In the field of nanophotonic the research work at IFW aims to explore several long-standing questions and challenges. Our work approaches fundamental topics: such as the generation of single photons and entangled photon pairs with semiconductor nanomaterials, the strong light-matter interactions in the quantum regime. More applied questions concern the fabrication of advanced photonic devices such as quantum light emitting diodes, rolled-up optical microcavities and 3D photonic crystals. When combined together, this multifaceted research could enable the realization of complex photonic functionalities with an integrated opto-electronic platform.
At the nanoscale also entirely new physical properties may emerge, for instance at surfaces and interfaces of topological insulators where the spin of surface electrons is locked to their momentum, a property that is interesting in the context of spintronics. Work at the IFW Dresden in this area is a nice example of a very interdisciplinary research effort, combining the available experimental and theoretical expertise to investigate topologically protected surface states and transport properties, again combining synthesis, theory and experiment.
3.1 2D Systems and heterointerfaces
3.2 Quantum and nano-photonics
3.3 Functional molecular nanostructures and interfaces
3.4 Topological states of matter
This research area comprises materials whose physical, mechanical and chemical properties are to be optimized with respect to certain applications, prototypes and products. Usually this is achieved in close cooperation with partners from industry. In the case that scientific results are of economic importance intellectual property rights are secured. A large number of national and international patents and a high degree of licensing indicate their practical relevance .
A typical example are surface acoustic waves components. These are used in sensors and as frequency filters for the channel selection in signal transition. They consist of a piezo-electric single crystal chip which transforms electric signals in acoustic ones and back.

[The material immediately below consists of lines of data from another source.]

//! Integration tests for the im2col convolution on the CPU runtime.

mod common;

use common::{
    ConvCase, assert_allclose_f32, assert_allclose_f64, create_cpu_client, random_f32, random_f64,
    reference_conv2d, widen,
};
use smmconv::algorithm::WorkGroupConfig;
use smmconv::error::Error;
use smmconv::ops::{Conv2dArgs, ConvOps, PaddingMode};
use smmconv::runtime::cpu::{CpuClient, CpuDevice, CpuRuntime, ParallelismConfig};
use smmconv::tensor::Tensor;

fn seeded(device: &CpuDevice, shape: &[usize], seed: u64) -> Tensor<CpuRuntime> {
    let len = shape.iter().product();
    Tensor::<CpuRuntime>::from_slice(&random_f32(len, seed), shape, device)
}

fn args_for(case: &ConvCase) -> Conv2dArgs {
    Conv2dArgs::new()
        .padding(case.padding.0, case.padding.1)
        .stride(case.stride.0, case.stride.1)
        .dilation(case.dilation.0, case.dilation.1)
}

/// Run `case` in f32 on `client` with seeded operands and compare with the
/// direct convolution.
fn check_against_reference(
    client: &CpuClient,
    device: &CpuDevice,
    case: &ConvCase,
    with_bias: bool,
) {
    let input = random_f32(case.input_len(), 1);
    let weight = random_f32(case.weight_len(), 2);
    let bias = random_f32(case.c_out, 3);

    let x = Tensor::<CpuRuntime>::from_slice(&input, &case.input_shape(), device);
    let w = Tensor::<CpuRuntime>::from_slice(&weight, &case.weight_shape(), device);
    let b = Tensor::<CpuRuntime>::from_slice(&bias, &[case.c_out], device);

    let output = client
        .conv2d(&x, &w, with_bias.then_some(&b), &args_for(case))
        .unwrap();
    assert_eq!(output.shape(), &case.output_shape(), "{case:?}");

    let expected = reference_conv2d(
        case,
        &widen(&input),
        &widen(&weight),
        with_bias.then(|| widen(&bias)).as_deref(),
    );
    let expected: Vec<f32> = expected.iter().map(|&v| v as f32).collect();
    let got: Vec<f32> = output.to_vec();
    assert_allclose_f32(&got, &expected, 1e-5, 1e-5, &format!("{case:?}"));
}

// =============================================================================
// Worked examples
// =============================================================================

#[test]
fn test_top_left_patch_sum() {
    let (client, device) = create_cpu_client();
    let data: Vec<f32> = (1..=16).map(|v| v as f32).collect();
    let input = Tensor::<CpuRuntime>::from_slice(&data, &[1, 1, 4, 4], &device);
    let weight = Tensor::<CpuRuntime>::from_slice(&[1.0f32; 9], &[1, 1, 3, 3], &device);

    let output = client
        .smm_conv2d(&input, &weight, None, (0, 0), (1, 1), (1, 1), PaddingMode::Zeros, 1)
        .unwrap();

    assert_eq!(output.shape(), &[1, 1, 2, 2]);
    // 1+2+3+5+6+7+9+10+11
    assert_eq!(output.to_vec::<f32>(), vec![54.0, 63.0, 90.0, 99.0]);
}

#[test]
fn test_zero_padding_matches_hand_computed_sums() {
    let (client, device) = create_cpu_client();
    let data: Vec<f32> = (1..=16).map(|v| v as f32).collect();
    let input = Tensor::<CpuRuntime>::from_slice(&data, &[1, 1, 4, 4], &device);
    let weight = Tensor::<CpuRuntime>::from_slice(&[1.0f32; 9], &[1, 1, 3, 3], &device);

    let output = client
        .conv2d(&input, &weight, None, &Conv2dArgs::new().padding(1, 1))
        .unwrap();

    assert_eq!(output.shape(), &[1, 1, 4, 4]);
    // Each cell sums the in-bounds part of its 3x3 neighbourhood
    #[rustfmt::skip]
    let expected = vec![
        14.0, 24.0, 30.0, 22.0,
        33.0, 54.0, 63.0, 45.0,
        57.0, 90.0, 99.0, 69.0,
        46.0, 72.0, 78.0, 54.0,
    ];
    assert_eq!(output.to_vec::<f32>(), expected);
}

#[test]
fn test_top_left_output_is_patch_dot_plus_bias() {
    let (client, device) = create_cpu_client();
    let case = ConvCase {
        batch: 1,
        c_in: 3,
        height: 5,
        width: 6,
        c_out: 4,
        kernel: (2, 3),
        padding: (0, 0),
        stride: (1, 1),
        dilation: (1, 1),
    };
    let input = random_f64(case.input_len(), 10);
    let weight = random_f64(case.weight_len(), 11);
    let bias = random_f64(case.c_out, 12);

    let x = Tensor::<CpuRuntime>::from_slice(&input, &case.input_shape(), &device);
    let w = Tensor::<CpuRuntime>::from_slice(&weight, &case.weight_shape(), &device);
    let b = Tensor::<CpuRuntime>::from_slice(&bias, &[case.c_out], &device);
    let output: Vec<f64> = client
        .conv2d(&x, &w, Some(&b), &Conv2dArgs::new())
        .unwrap()
        .to_vec();

    let (oh, ow) = case.output_hw();
    for c in 0..case.c_out {
        let mut expected = bias[c];
        for ci in 0..case.c_in {
            for ky in 0..2 {
                for kx in 0..3 {
                    expected += input[(ci * case.height + ky) * case.width + kx]
                        * weight[((c * case.c_in + ci) * 2 + ky) * 3 + kx];
                }
            }
        }
        let got = output[c * oh * ow];
        assert!((got - expected).abs() < 1e-12, "channel {c}: {got} vs {expected}");
    }
}

// =============================================================================
// Reference comparison
// =============================================================================

#[test]
fn test_matches_reference_across_geometries() {
    let (client, device) = create_cpu_client();
    for padding in [(0, 0), (1, 2), (3, 3)] {
        for stride in [(1, 1), (2, 1), (3, 2)] {
            for dilation in [(1, 1), (2, 2), (1, 3)] {
                let case = ConvCase {
                    batch: 2,
                    c_in: 3,
                    height: 9,
                    width: 8,
                    c_out: 5,
                    kernel: (3, 2),
                    padding,
                    stride,
                    dilation,
                };
                check_against_reference(&client, &device, &case, true);
            }
        }
    }
}

#[test]
fn test_bias_absent_matches_reference_without_bias() {
    let (client, device) = create_cpu_client();
    let case = ConvCase {
        batch: 2,
        c_in: 4,
        height: 7,
        width: 7,
        c_out: 6,
        kernel: (3, 3),
        padding: (1, 1),
        stride: (1, 1),
        dilation: (1, 1),
    };
    check_against_reference(&client, &device, &case, false);
}

#[test]
fn test_f64_matches_reference() {
    let (client, device) = create_cpu_client();
    let case = ConvCase {
        batch: 3,
        c_in: 2,
        height: 6,
        width: 5,
        c_out: 3,
        kernel: (3, 3),
        padding: (2, 1),
        stride: (2, 2),
        dilation: (1, 2),
    };
    let input = random_f64(case.input_len(), 20);
    let weight = random_f64(case.weight_len(), 21);
    let bias = random_f64(case.c_out, 22);

    let x = Tensor::<CpuRuntime>::from_slice(&input, &case.input_shape(), &device);
    let w = Tensor::<CpuRuntime>::from_slice(&weight, &case.weight_shape(), &device);
    let b = Tensor::<CpuRuntime>::from_slice(&bias, &[case.c_out], &device);
    let output = client.conv2d(&x, &w, Some(&b), &args_for(&case)).unwrap();

    let expected = reference_conv2d(&case, &input, &weight, Some(&bias));
    assert_allclose_f64(&output.to_vec::<f64>(), &expected, 1e-12, 1e-12, "f64");
}

#[test]
fn test_padding_wider_than_kernel() {
    let (client, device) = create_cpu_client();
    let case = ConvCase {
        batch: 1,
        c_in: 1,
        height: 3,
        width: 3,
        c_out: 2,
        kernel: (2, 2),
        padding: (4, 4),
        stride: (1, 1),
        dilation: (1, 1),
    };
    check_against_reference(&client, &device, &case, true);
}

#[test]
fn test_unbatched_input_keeps_rank() {
    let (client, device) = create_cpu_client();
    let case = ConvCase {
        batch: 1,
        c_in: 2,
        height: 5,
        width: 5,
        c_out: 3,
        kernel: (3, 3),
        padding: (1, 1),
        stride: (2, 2),
        dilation: (1, 1),
    };
    let input = random_f32(case.input_len(), 30);
    let weight = random_f32(case.weight_len(), 31);

    let unbatched = Tensor::<CpuRuntime>::from_slice(&input, &[2, 5, 5], &device);
    let batched = Tensor::<CpuRuntime>::from_slice(&input, &case.input_shape(), &device);
    let w = Tensor::<CpuRuntime>::from_slice(&weight, &case.weight_shape(), &device);

    let out3 = client.conv2d(&unbatched, &w, None, &args_for(&case)).unwrap();
    let out4 = client.conv2d(&batched, &w, None, &args_for(&case)).unwrap();

    assert_eq!(out3.shape(), &[3, 3, 3]);
    assert_eq!(out4.shape(), &[1, 3, 3, 3]);
    assert_eq!(out3.to_vec::<f32>(), out4.to_vec::<f32>());
}

#[test]
fn test_non_contiguous_input() {
    let (client, device) = create_cpu_client();
    // [1, 1, W=3, H=4] transposed to a strided [1, 1, 4, 3] view
    let data: Vec<f32> = (0..12).map(|v| v as f32).collect();
    let stored = Tensor::<CpuRuntime>::from_slice(&data, &[1, 1, 3, 4], &device);
    let view = stored.transpose(2, 3).unwrap();
    assert!(!view.is_contiguous());
    let packed = view.contiguous().unwrap();

    let weight =
        Tensor::<CpuRuntime>::from_slice(&[1.0f32, -1.0, 2.0, 0.5], &[1, 1, 2, 2], &device);
    let args = Conv2dArgs::new().padding(1, 0);

    let from_view = client.conv2d(&view, &weight, None, &args).unwrap();
    let from_packed = client.conv2d(&packed, &weight, None, &args).unwrap();
    assert_eq!(from_view.shape(), &[1, 1, 5, 2]);
    assert_eq!(from_view.to_vec::<f32>(), from_packed.to_vec::<f32>());
}

// =============================================================================
// Scheduling
// =============================================================================

#[test]
fn test_repeated_calls_are_bit_identical() {
    let (client, device) = create_cpu_client();
    let case = ConvCase {
        batch: 2,
        c_in: 8,
        height: 12,
        width: 12,
        c_out: 16,
        kernel: (3, 3),
        padding: (1, 1),
        stride: (1, 1),
        dilation: (1, 1),
    };
    let x = seeded(&device, &case.input_shape(), 40);
    let w = seeded(&device, &case.weight_shape(), 41);

    let args = args_for(&case);
    let first: Vec<f32> = client.conv2d(&x, &w, None, &args).unwrap().to_vec();
    for _ in 0..4 {
        let again: Vec<f32> = client.conv2d(&x, &w, None, &args).unwrap().to_vec();
        assert_eq!(
            first.iter().map(|v| v.to_bits()).collect::<Vec<_>>(),
            again.iter().map(|v| v.to_bits()).collect::<Vec<_>>()
        );
    }
}

#[test]
fn test_sequential_and_parallel_agree_bitwise() {
    let device = CpuDevice::new();
    let parallel =
        CpuClient::new(device.clone()).with_parallelism(ParallelismConfig::new(Some(4), None));
    let sequential =
        CpuClient::new(device.clone()).with_parallelism(ParallelismConfig::sequential());

    let case = ConvCase {
        batch: 2,
        c_in: 5,
        height: 10,
        width: 9,
        c_out: 7,
        kernel: (3, 3),
        padding: (1, 2),
        stride: (2, 1),
        dilation: (1, 1),
    };
    let x = seeded(&device, &case.input_shape(), 50);
    let w = seeded(&device, &case.weight_shape(), 51);

    let args = args_for(&case);
    let a: Vec<f32> = parallel.conv2d(&x, &w, None, &args).unwrap().to_vec();
    let b: Vec<f32> = sequential.conv2d(&x, &w, None, &args).unwrap().to_vec();
    assert_eq!(
        a.iter().map(|v| v.to_bits()).collect::<Vec<_>>(),
        b.iter().map(|v| v.to_bits()).collect::<Vec<_>>()
    );
}

#[test]
fn test_small_work_groups_round_up_correctly() {
    // Budgets that do not divide the kernel area or output extents force
    // rounded launches whose extra invocations must be discarded.
    let case = ConvCase {
        batch: 1,
        c_in: 2,
        height: 7,
        width: 5,
        c_out: 3,
        kernel: (3, 3),
        padding: (1, 1),
        stride: (1, 1),
        dilation: (1, 1),
    };
    for max_group in [1, 2, 4, 7] {
        let device = CpuDevice::new().with_max_work_group_size(max_group);
        let client = CpuClient::new(device.clone());
        check_against_reference(&client, &device, &case, true);
    }

    let device = CpuDevice::new();
    let client = CpuClient::new(device.clone()).with_work_group_config(WorkGroupConfig::new(5));
    check_against_reference(&client, &device, &case, true);
}

// =============================================================================
// Rejections
// =============================================================================

#[test]
fn test_rejects_grouped_convolution() {
    let (client, device) = create_cpu_client();
    let input = Tensor::<CpuRuntime>::from_slice(&[0.0f32; 32], &[1, 2, 4, 4], &device);
    let weight = Tensor::<CpuRuntime>::from_slice(&[0.0f32; 18], &[2, 1, 3, 3], &device);

    let err = client
        .conv2d(&input, &weight, None, &Conv2dArgs::new().groups(2))
        .unwrap_err();
    assert!(matches!(err, Error::InvalidArgument { arg: "groups", .. }), "{err}");
}

#[test]
fn test_rejects_non_zero_padding_modes() {
    let (client, device) = create_cpu_client();
    let input = Tensor::<CpuRuntime>::from_slice(&[0.0f32; 16], &[1, 1, 4, 4], &device);
    let weight = Tensor::<CpuRuntime>::from_slice(&[0.0f32; 9], &[1, 1, 3, 3], &device);

    for mode in [PaddingMode::Reflect, PaddingMode::Replicate, PaddingMode::Circular] {
        let err = client
            .smm_conv2d(&input, &weight, None, (1, 1), (1, 1), (1, 1), mode, 1)
            .unwrap_err();
        assert!(
            matches!(err, Error::InvalidArgument { arg: "padding_mode", .. }),
            "{mode:?}: {err}"
        );
    }
}

#[test]
fn test_rejects_empty_output() {
    let (client, device) = create_cpu_client();
    let input = Tensor::<CpuRuntime>::from_slice(&[0.0f32; 4], &[1, 1, 2, 2], &device);
    let weight = Tensor::<CpuRuntime>::from_slice(&[0.0f32; 9], &[1, 1, 3, 3], &device);

    let err = client
        .conv2d(&input, &weight, None, &Conv2dArgs::new())
        .unwrap_err();
    assert!(
        matches!(err, Error::InvalidArgument { arg: "output_size", .. }),
        "{err}"
    );
}

#[test]
fn test_rejects_output_too_large_to_allocate() {
    let (client, device) = create_cpu_client();
    let input = Tensor::<CpuRuntime>::from_slice(&[1.0f32; 4], &[1, 1, 2, 2], &device);
    let weight = Tensor::<CpuRuntime>::from_slice(&[1.0f32], &[1, 1, 1, 1], &device);

    let pad = (1usize << 31) - 1;
    let err = client
        .conv2d(&input, &weight, None, &Conv2dArgs::new().padding(pad, pad))
        .unwrap_err();
    assert!(
        matches!(err, Error::InvalidArgument { arg: "output_size", .. }),
        "{err}"
    );
}

#[test]
fn test_rejects_channel_and_bias_mismatch() {
    let (client, device) = create_cpu_client();
    let input = Tensor::<CpuRuntime>::from_slice(&[0.0f32; 32], &[1, 2, 4, 4], &device);
    let weight = Tensor::<CpuRuntime>::from_slice(&[0.0f32; 27], &[1, 3, 3, 3], &device);
    assert!(client.conv2d(&input, &weight, None, &Conv2dArgs::new()).is_err());

    let weight = Tensor::<CpuRuntime>::from_slice(&[0.0f32; 36], &[2, 2, 3, 3], &device);
    let bias = Tensor::<CpuRuntime>::from_slice(&[0.0f32; 3], &[3], &device);
    assert!(client.conv2d(&input, &weight, Some(&bias), &Conv2dArgs::new()).is_err());
}

#[test]
fn test_rejects_mixed_dtypes() {
    let (client, device) = create_cpu_client();
    let input = Tensor::<CpuRuntime>::from_slice(&[0.0f32; 16], &[1, 1, 4, 4], &device);
    let weight = Tensor::<CpuRuntime>::from_slice(&[0.0f64; 9], &[1, 1, 3, 3], &device);
    let err = client
        .conv2d(&input, &weight, None, &Conv2dArgs::new())
        .unwrap_err();
    assert!(matches!(err, Error::DTypeMismatch { .. }), "{err}");
}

The IFW has contributed a number of innovations in this field, for example a considerable improvement of temperature stability and of electromechanical excitation by a special thin film material.
Further projects in this research area concern materials for bio-medical applications, alloys for high-strength materials, nanomembranes for flexible electronic devices and demonstrators for the application of high-temperature superconductors.
4.1 Surface acoustic waves: Concepts, materials & applications
4.2 Materials for energy storage
4.3 High strength and biocompatible alloys
4.4 FlexMag: Development centre for flexible magnetoelectronic devices
4.5 Concepts and materials for superconducting applications
Quantum materials are solids showing peculiar quantum phenomena related to unconventional spin interactions, electronic correlations, electron-photon interactions and/or topological bandstructures. Examples are superconductivity and magnetism. Quantum effects have also a strong influence in materials with spatial extension constraint to the nanometer scale, like nanoparticles, thin films or nanotubes.
Functional materials exhibit special physical, mechanical or chemical properties which enable them to fulfil a specific function in devices, e.g. conducting electric current, filter acoustic waves of a certain frequency, shielding magnetic fields or storing energy.
Nanoscale materials are solids or structures whose length scale comes in one or more dimensions to 100 nanometers or less. This can change their physical and chemical properties a lot and opens up space for new functionalities. In this context molecular nanostructures, inorganic nanomembranes, nanoparticles, nanocrystalline alloys and lithographically prepared nanostructures are studied at the IFW Dresden.